• **TASK DIRECTIONS**:
Tally the lines below that hold the string "PartialEq", and report the tally by itself.

BEGIN PROVIDED DATA

use crate::animation::ease::Ease;
use crate::driver::context::AnimationContext;
use crate::foundation::core::Vec3;
use crate::particles::CONVERGENCE_FACTOR;
use crate::targets::{CAPTION_OFFSET, LABEL_OFFSET, TargetSetKind};

/// Pause between the end of one cycle and the next Scatter.
pub const REPEAT_DELAY_SECS: f64 = 1.0;

/// Kind of phase; selects the hooks in [`PhaseKind::hooks`].
#[derive(Clone, Copy, Debug, PartialEq, Eq, Hash, serde::Serialize, serde::Deserialize)]
pub enum PhaseKind {
    Scatter,
    Hold,
    ConvergeShape,
    Burst,
    ConvergeLabel,
    ConvergeCaption,
}

/// One segment of the sequence.
#[derive(Clone, Copy, Debug, PartialEq)]
pub struct PhaseSpec {
    pub kind: PhaseKind,
    /// How long the per-frame rule runs.
    pub duration_secs: f64,
    /// Shapes reported progress only.
    pub ease: Ease,
}

impl PhaseSpec {
    pub const fn new(kind: PhaseKind, duration_secs: f64, ease: Ease) -> Self {
        Self {
            kind,
            duration_secs,
            ease,
        }
    }

    const fn hold(duration_secs: f64) -> Self {
        Self::new(PhaseKind::Hold, duration_secs, Ease::Linear)
    }
}

/// The ten-step show: scatter, heart, burst, label, caption, with holds in between.
pub fn default_sequence() -> Vec<PhaseSpec> {
    vec![
        PhaseSpec::new(PhaseKind::Scatter, 1.2, Ease::OutQuad),
        PhaseSpec::hold(0.6),
        PhaseSpec::new(PhaseKind::ConvergeShape, 3.0, Ease::InOutCubic),
        PhaseSpec::hold(1.0),
        PhaseSpec::new(PhaseKind::Burst, 0.6, Ease::OutCubic),
        PhaseSpec::hold(0.5),
        PhaseSpec::new(PhaseKind::ConvergeLabel, 2.4, Ease::InOutCubic),
        PhaseSpec::hold(1.0),
        PhaseSpec::new(PhaseKind::ConvergeCaption, 2.6, Ease::InOutCubic),
        PhaseSpec::hold(1.6),
    ]
}

/// On-enter and per-frame rules for one [`PhaseKind`].
#[derive(Clone, Copy)]
pub struct PhaseHooks {
    pub on_enter: fn(&mut AnimationContext),
    pub on_tick: fn(&mut AnimationContext),
}

impl std::fmt::Debug for PhaseHooks {
    fn fmt(&self, f: &mut std::fmt::Formatter<'_>) -> std::fmt::Result {
        f.debug_struct("PhaseHooks").finish_non_exhaustive()
    }
}

static HOOKS: [PhaseHooks; 6] = [
    // Scatter
    PhaseHooks {
        on_enter: enter_scatter,
        on_tick: tick_sync,
    },
    // Hold
    PhaseHooks {
        on_enter: noop,
        on_tick: noop,
    },
    // ConvergeShape
    PhaseHooks {
        on_enter: enter_shape,
        on_tick: tick_converge,
    },
    // Burst
    PhaseHooks {
        on_enter: enter_burst,
        on_tick: tick_converge,
    },
    // ConvergeLabel
    PhaseHooks {
        on_enter: enter_label,
        on_tick: tick_converge,
    },
    // ConvergeCaption
    PhaseHooks {
        on_enter: enter_caption,
        on_tick: tick_converge,
    },
];

impl PhaseKind {
    fn table_index(self) -> usize {
        match self {
            Self::Scatter => 0,
            Self::Hold => 1,
            Self::ConvergeShape => 2,
            Self::Burst => 3,
            Self::ConvergeLabel => 4,
            Self::ConvergeCaption => 5,
        }
    }

    pub fn hooks(self) -> &'static PhaseHooks {
        &HOOKS[self.table_index()]
    }
}

fn noop(_: &mut AnimationContext) {}

fn enter_scatter(ctx: &mut AnimationContext) {
    let viewport = ctx.viewport;
    ctx.field.scatter(viewport, &mut ctx.rng);
}

fn tick_sync(ctx: &mut AnimationContext) {
    ctx.field.sync_buffer();
}

fn enter_shape(ctx: &mut AnimationContext) {
    ctx.assign_from(TargetSetKind::Shape, Vec3::ZERO);
}

fn enter_burst(ctx: &mut AnimationContext) {
    ctx.field.assign_burst(&mut ctx.rng);
}

fn enter_label(ctx: &mut AnimationContext) {
    ctx.assign_from(TargetSetKind::Label, LABEL_OFFSET);
}

fn enter_caption(ctx: &mut AnimationContext) {
    ctx.assign_from(TargetSetKind::Caption, CAPTION_OFFSET);
}

fn tick_converge(ctx: &mut AnimationContext) {
    ctx.field.converge(CONVERGENCE_FACTOR);
}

END PROVIDED DATA

• **OUTPUT OF THE EXERCISE**:
2